With the Olympics upon us, we thought it would be a great time to talk about winning gold. No, not in sports. While we are active and do a lot of triathlons here at Invictus Consulting, we’re not Olympic-caliber athletes. We mean winning gold in security and protecting your people. Here are some key factors that help both athletes and professionals achieve their goals.
Have a strategy. Athletes need a clear strategy and training program to reach their full potential. Winning gold is the goal, but getting there requires a clear plan. Marathon runners train with a plan that allows them to physically peak at the right moment (i.e., the days of the Olympic competition). In the world of security, you also need a clear strategy to reach your goal. Whether that goal is implementing an anti-bullying policy at your school, securing the perimeter of your campus, or drilling your employees on your Emergency Action Plan, you need to have both a clear goal and a clear path of how to reach that goal. Goals don’t need to be lofty – a goal of having your faculty and and students drill your reunification plan twice in the school year is a fine goal – just choose a goal and make a plan to help you achieve it.

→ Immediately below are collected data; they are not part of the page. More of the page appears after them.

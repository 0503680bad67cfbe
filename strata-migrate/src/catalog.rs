//! Reading the live structure of a database from its catalog.
//!
//! SQLite keeps one row per table, index, view and trigger in the
//! `sqlite_schema` table of each attached catalog. [`CatalogReader`] turns
//! those rows into a canonical, sorted list of [`SchemaRow`] values:
//!
//! - the schema history table and everything attached to it is dropped, as
//!   are objects SQLite generates itself (`sqlite_autoindex_*`,
//!   `sqlite_sequence`, `sqlite_stat*`);
//! - tables carry their column metadata and no SQL text, since `ALTER TABLE`
//!   rewrites the stored text in ways that depend on history;
//! - every other object keeps its SQL text with each line trimmed.
//!
//! The canonical form is what fingerprints, diffs and validation work on.

use std::cmp::Ordering;
use std::fmt;

use rusqlite::Connection;
use rusqlite::types::ValueRef;
use serde::{Deserialize, Serialize};
use tracing::debug;

use crate::error::{MigrateResult, MigrationError};
use crate::history::DEFAULT_HISTORY_TABLE;

/// The catalog root that holds the primary database.
pub const MAIN_CATALOG: &str = "main";

/// Kind of a structural object.
///
/// Variants are declared in lexical order of their names so that the derived
/// ordering matches sorting by name.
#[derive(Debug, Clone, Copy, PartialEq, Eq, PartialOrd, Ord, Hash, Serialize, Deserialize)]
#[serde(rename_all = "lowercase")]
pub enum ObjectKind {
    /// An index.
    Index,
    /// A table (including virtual tables).
    Table,
    /// A trigger.
    Trigger,
    /// A view.
    View,
}

impl ObjectKind {
    /// The catalog spelling of this kind.
    pub fn as_str(&self) -> &'static str {
        match self {
            Self::Index => "index",
            Self::Table => "table",
            Self::Trigger => "trigger",
            Self::View => "view",
        }
    }

    fn parse(value: &str) -> Option<Self> {
        match value {
            "index" => Some(Self::Index),
            "table" => Some(Self::Table),
            "trigger" => Some(Self::Trigger),
            "view" => Some(Self::View),
            _ => None,
        }
    }
}

impl fmt::Display for ObjectKind {
    fn fmt(&self, f: &mut fmt::Formatter<'_>) -> fmt::Result {
        f.write_str(self.as_str())
    }
}

/// A column default as reported by the catalog.
#[derive(Debug, Clone, Default, PartialEq, Serialize, Deserialize)]
#[serde(tag = "kind", content = "value", rename_all = "lowercase")]
pub enum DefaultValue {
    /// No default.
    #[default]
    Null,
    /// An integer default.
    Integer(i64),
    /// A floating-point default.
    Real(f64),
    /// A default expression or literal, as text.
    Text(String),
    /// Raw bytes.
    Blob(Vec<u8>),
}

impl DefaultValue {
    /// Check whether there is no default.
    pub fn is_null(&self) -> bool {
        matches!(self, Self::Null)
    }

    fn from_sql(value: ValueRef<'_>) -> Self {
        match value {
            ValueRef::Null => Self::Null,
            ValueRef::Integer(i) => Self::Integer(i),
            ValueRef::Real(f) => Self::Real(f),
            ValueRef::Text(t) => Self::Text(String::from_utf8_lossy(t).into_owned()),
            ValueRef::Blob(b) => Self::Blob(b.to_vec()),
        }
    }
}

impl fmt::Display for DefaultValue {
    fn fmt(&self, f: &mut fmt::Formatter<'_>) -> fmt::Result {
        match self {
            Self::Null => f.write_str("NULL"),
            Self::Integer(i) => write!(f, "{}", i),
            Self::Real(r) => write!(f, "{}", r),
            Self::Text(t) => f.write_str(t),
            Self::Blob(b) => write!(f, "x'{}'", hex::encode(b)),
        }
    }
}

fn is_false(b: &bool) -> bool {
    !*b
}

fn is_zero(n: &i64) -> bool {
    *n == 0
}

/// One column of a table.
#[derive(Debug, Clone, PartialEq, Serialize, Deserialize)]
pub struct SchemaColumn {
    /// Column name.
    pub name: String,
    /// Declared type, upper-cased.
    #[serde(rename = "type")]
    pub col_type: String,
    /// Whether the column is `NOT NULL`.
    #[serde(rename = "notNull", default, skip_serializing_if = "is_false")]
    pub not_null: bool,
    /// The column default.
    #[serde(default, skip_serializing_if = "DefaultValue::is_null")]
    pub default: DefaultValue,
    /// Whether the column is part of the primary key.
    #[serde(rename = "primaryKey", default, skip_serializing_if = "is_false")]
    pub primary_key: bool,
    /// Hidden-column kind: 0 normal, 1 hidden (virtual tables), 2 generated
    /// virtual, 3 generated stored.
    #[serde(default, skip_serializing_if = "is_zero")]
    pub hidden: i64,
}

impl SchemaColumn {
    /// Canonical ordering of columns within a table: type, then name, then flags.
    pub fn canonical_cmp(&self, other: &Self) -> Ordering {
        (&self.col_type, &self.name, self.not_null, self.primary_key, self.hidden).cmp(&(
            &other.col_type,
            &other.name,
            other.not_null,
            other.primary_key,
            other.hidden,
        ))
    }
}

impl fmt::Display for SchemaColumn {
    fn fmt(&self, f: &mut fmt::Formatter<'_>) -> fmt::Result {
        write!(f, "{}", self.name)?;
        if !self.col_type.is_empty() {
            write!(f, " {}", self.col_type)?;
        }
        if self.not_null {
            f.write_str(" NOT NULL")?;
        }
        if !self.default.is_null() {
            write!(f, " DEFAULT {}", self.default)?;
        }
        if self.primary_key {
            f.write_str(" PRIMARY KEY")?;
        }
        match self.hidden {
            0 => {}
            1 => f.write_str(" HIDDEN")?,
            2 => f.write_str(" GENERATED VIRTUAL")?,
            3 => f.write_str(" GENERATED STORED")?,
            n => write!(f, " HIDDEN({})", n)?,
        }
        Ok(())
    }
}

/// One structural object in canonical form.
#[derive(Debug, Clone, PartialEq, Serialize, Deserialize)]
pub struct SchemaRow {
    /// Object kind.
    #[serde(rename = "type")]
    pub kind: ObjectKind,
    /// Object name.
    pub name: String,
    /// Owning table (equal to `name` for tables and views).
    #[serde(rename = "tableName")]
    pub table_name: String,
    /// Columns, for tables only.
    #[serde(default, skip_serializing_if = "Vec::is_empty")]
    pub columns: Vec<SchemaColumn>,
    /// Normalized SQL text, empty for tables.
    #[serde(default, skip_serializing_if = "String::is_empty")]
    pub sql: String,
}

impl SchemaRow {
    /// The identity used to match objects across two snapshots.
    pub fn key(&self) -> (ObjectKind, &str) {
        (self.kind, self.name.as_str())
    }

    /// Canonical ordering of rows: kind, name, owning table, SQL.
    pub fn canonical_cmp(&self, other: &Self) -> Ordering {
        (self.kind, &self.name, &self.table_name, &self.sql).cmp(&(
            other.kind,
            &other.name,
            &other.table_name,
            &other.sql,
        ))
    }
}

/// Trim each line of `sql` and join the lines with newlines.
pub fn normalize_sql(sql: &str) -> String {
    sql.lines().map(str::trim).collect::<Vec<_>>().join("\n")
}

/// Quote a SQLite identifier.
pub(crate) fn quote_identifier(name: &str) -> String {
    format!("\"{}\"", name.replace('"', "\"\""))
}

/// Reads canonical schema snapshots from a connection.
#[derive(Debug, Clone)]
pub struct CatalogReader {
    root: String,
    history_table: String,
}

impl Default for CatalogReader {
    fn default() -> Self {
        Self {
            root: MAIN_CATALOG.to_string(),
            history_table: DEFAULT_HISTORY_TABLE.to_string(),
        }
    }
}

impl CatalogReader {
    /// Create a reader for the main catalog using the default history table.
    pub fn new() -> Self {
        Self::default()
    }

    /// Read from a different catalog root.
    pub fn root(mut self, root: impl Into<String>) -> Self {
        self.root = root.into();
        self
    }

    /// Exclude a differently named history table.
    pub fn history_table(mut self, table: impl Into<String>) -> Self {
        self.history_table = table.into();
        self
    }

    /// The catalog root name.
    pub fn root_name(&self) -> &str {
        &self.root
    }

    /// The name of the excluded history table.
    pub fn history_table_name(&self) -> &str {
        &self.history_table
    }

    fn is_excluded(&self, name: &str, table_name: &str) -> bool {
        table_name == self.history_table || name.starts_with("sqlite_")
    }

    /// Read the canonical, sorted schema snapshot visible through `conn`.
    pub fn read(&self, conn: &Connection) -> MigrateResult<Vec<SchemaRow>> {
        let sql = format!(
            "SELECT type, name, tbl_name, sql FROM {}.sqlite_schema",
            quote_identifier(&self.root)
        );
        let mut stmt = conn.prepare(&sql)?;
        let raw = stmt
            .query_map([], |row| {
                Ok((
                    row.get::<_, String>(0)?,
                    row.get::<_, String>(1)?,
                    row.get::<_, String>(2)?,
                    row.get::<_, Option<String>>(3)?,
                ))
            })?
            .collect::<Result<Vec<_>, _>>()
            .map_err(|e| MigrationError::catalog(&self.root, e))?;

        let mut out = Vec::with_capacity(raw.len());
        for (kind, name, table_name, text) in raw {
            if self.is_excluded(&name, &table_name) {
                continue;
            }
            let kind = ObjectKind::parse(&kind).ok_or_else(|| {
                MigrationError::catalog(&self.root, format!("unknown object type {:?}", kind))
            })?;

            let (columns, sql) = if kind == ObjectKind::Table {
                (self.read_columns(conn, &name)?, String::new())
            } else {
                (Vec::new(), normalize_sql(text.as_deref().unwrap_or_default()))
            };
            out.push(SchemaRow {
                kind,
                name,
                table_name,
                columns,
                sql,
            });
        }

        out.sort_by(SchemaRow::canonical_cmp);
        debug!(catalog = %self.root, objects = out.len(), "Read schema catalog");
        Ok(out)
    }

    /// Read the sorted column metadata of one table.
    pub fn read_columns(&self, conn: &Connection, table: &str) -> MigrateResult<Vec<SchemaColumn>> {
        let mut stmt = conn.prepare(
            r#"SELECT name, type, "notnull", dflt_value, pk, hidden FROM pragma_table_xinfo(?1, ?2)"#,
        )?;
        let mut columns = stmt
            .query_map([table, self.root.as_str()], |row| {
                Ok(SchemaColumn {
                    name: row.get(0)?,
                    col_type: row.get::<_, String>(1)?.to_uppercase(),
                    not_null: row.get::<_, i64>(2)? != 0,
                    default: DefaultValue::from_sql(row.get_ref(3)?),
                    primary_key: row.get::<_, i64>(4)? != 0,
                    hidden: row.get(5)?,
                })
            })?
            .collect::<Result<Vec<_>, _>>()
            .map_err(|e| MigrationError::catalog(&self.root, format!("columns of {}: {}", table, e)))?;

        columns.sort_by(SchemaColumn::canonical_cmp);
        Ok(columns)
    }

    /// Report whether the catalog holds no objects besides excluded ones.
    pub fn is_empty(&self, conn: &Connection) -> MigrateResult<bool> {
        Ok(self.read(conn)?.is_empty())
    }
}

/// Read the canonical schema of the main catalog with default settings.
pub fn read_schema(conn: &Connection) -> MigrateResult<Vec<SchemaRow>> {
    CatalogReader::default().read(conn)
}

#[cfg(test)]
mod tests {
    use super::*;

    fn db(sql: &str) -> Connection {
        let conn = Connection::open_in_memory().unwrap();
        conn.execute_batch(sql).unwrap();
        conn
    }

    #[test]
    fn test_normalize_sql() {
        assert_eq!(
            normalize_sql("  CREATE VIEW v AS\n     SELECT 1  \n"),
            "CREATE VIEW v AS\nSELECT 1"
        );
    }

    #[test]
    fn test_read_sorted_and_filtered() {
        let conn = db(r#"
            CREATE TABLE b (id INTEGER PRIMARY KEY AUTOINCREMENT, name text UNIQUE);
            CREATE TABLE a (x TEXT);
            CREATE INDEX a_x ON a (x);
            CREATE VIEW v AS
                SELECT x FROM a;
            CREATE TABLE _schema_history (timestamp INTEGER UNIQUE NOT NULL);
        "#);
        let rows = read_schema(&conn).unwrap();
        let names: Vec<_> = rows.iter().map(|r| (r.kind, r.name.as_str())).collect();
        assert_eq!(
            names,
            vec![
                (ObjectKind::Index, "a_x"),
                (ObjectKind::Table, "a"),
                (ObjectKind::Table, "b"),
                (ObjectKind::View, "v"),
            ]
        );

        let view = &rows[3];
        assert_eq!(view.sql, "CREATE VIEW v AS\nSELECT x FROM a");
        assert!(view.columns.is_empty());
    }

    #[test]
    fn test_table_rows_carry_columns_not_sql() {
        let conn = db("CREATE TABLE t (b integer NOT NULL DEFAULT 0, a text PRIMARY KEY)");
        let rows = read_schema(&conn).unwrap();
        assert_eq!(rows.len(), 1);

        let table = &rows[0];
        assert!(table.sql.is_empty());
        assert_eq!(table.columns.len(), 2);
        assert_eq!(table.columns[0].name, "b");
        assert_eq!(table.columns[0].col_type, "INTEGER");
        assert!(table.columns[0].not_null);
        assert_eq!(table.columns[0].default, DefaultValue::Text("0".to_string()));
        assert_eq!(table.columns[1].name, "a");
        assert!(table.columns[1].primary_key);
    }

    #[test]
    fn test_alter_matches_create() {
        let created = db("CREATE TABLE t (x text, y integer)");
        let altered = db("CREATE TABLE t (x text); ALTER TABLE t ADD COLUMN y integer");
        assert_eq!(read_schema(&created).unwrap(), read_schema(&altered).unwrap());
    }

    #[test]
    fn test_custom_history_table_excluded() {
        let conn = db("CREATE TABLE ledger (a); CREATE INDEX ledger_a ON ledger (a)");
        let reader = CatalogReader::new().history_table("ledger");
        assert!(reader.is_empty(&conn).unwrap());
        assert!(!CatalogReader::new().is_empty(&conn).unwrap());
    }

    #[test]
    fn test_unknown_root_fails() {
        let conn = db("");
        let reader = CatalogReader::new().root("nope");
        assert!(reader.read(&conn).is_err());
    }

    #[test]
    fn test_column_display() {
        let col = SchemaColumn {
            name: "y".to_string(),
            col_type: "INTEGER".to_string(),
            not_null: true,
            default: DefaultValue::Text("0".to_string()),
            primary_key: false,
            hidden: 0,
        };
        assert_eq!(col.to_string(), "y INTEGER NOT NULL DEFAULT 0");
    }

    #[test]
    fn test_row_serialization_is_compact() {
        let row = SchemaRow {
            kind: ObjectKind::Table,
            name: "t".to_string(),
            table_name: "t".to_string(),
            columns: vec![SchemaColumn {
                name: "a".to_string(),
                col_type: "TEXT".to_string(),
                not_null: false,
                default: DefaultValue::Null,
                primary_key: false,
                hidden: 0,
            }],
            sql: String::new(),
        };
        assert_eq!(
            serde_json::to_string(&row).unwrap(),
            r#"{"type":"table","name":"t","tableName":"t","columns":[{"name":"a","type":"TEXT"}]}"#
        );
    }
}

Success is a journey. Olympic athletes don’t wake up one morning and find themselves accidentally competing in the 100-meter dash. Simply earning a spot on the Olympic team, let alone winning a gold medal, is a gargantuan task that takes years to achieve. The success of making it to the Olympics is a journey, not a magic bullet. Every single gold medalist began their chosen sport as a novice and worked their way up to world-class status. Improving your organization’s security is a journey too. Installing 40 new cameras, hiring 4 extra security guards, implementing a mass notification system, and installing access control measures at the entrance to your campus is a noble goal for improving security, but it’s not going to happen overnight. The best plans are thorough and step-wise, where the big picture is there but you also have phases that can be implemented. Maybe this semester you get a mass notification system, next semester you upgrade your cameras, and you hire new security personnel when the budget allows. Don’t throw your hands up because your goal is gargantuan or far away – success is a journey.
Learn from your challenges. Olympic athletes know that failure can be a powerful tool. Instead of throwing in the towel because they didn’t make it over the 6′ high jump, an Olympic athlete will learn from that failure. Was is the stride length? Approach angle? Take-off? Failure is an opportunity to learn what worked and what didn’t. The same is true in risk management. Maybe your goal is to clear the building in less than 3 minutes and yet every drill finds people still in the building after 5 minutes. Drill after drill fails to achieve the goal. This is the time to learn from your failure. Is the time unrealistic? Do people not take the drill seriously? Are there special needs people in the building who need something extra? Success comes when you analyze what does and does not work; don’t waste the opportunity to learn from your challenges or failures.
Be prepared when the time comes. Olympic athletes know that they have to train under the conditions they will face in the event; they need to be prepared when the time comes. Training for a marathon that will take place in the summer months at a location near the equator requires training under hot conditions. Racers who train on cool, dry, flat courses will be in for a shock on a hot, humid, hilly course. Athletes who train alone under quiet conditions may perform poorly when faced with large crowds, lights, and noise. Being prepared when the time comes is equally important in risk management. Writing a reunification plan is great, but unless you’ve drilled it and trained your people on the plan, you won’t truly be ready when the time comes. Writing an extensive Emergency Action Plan to deal with emergencies is great, but what happens when a tragedy strikes, the media shows up, and you have no plan in place with how to deal with the media? Risk management involves planning for all aspects of a crisis, including the time period in the hours, days, and weeks after a crisis.
We want you to be successful in your risk management endeavors. Think about the mindsets above that Olympic athletes employ to win gold in their sports to help you win gold in your organization.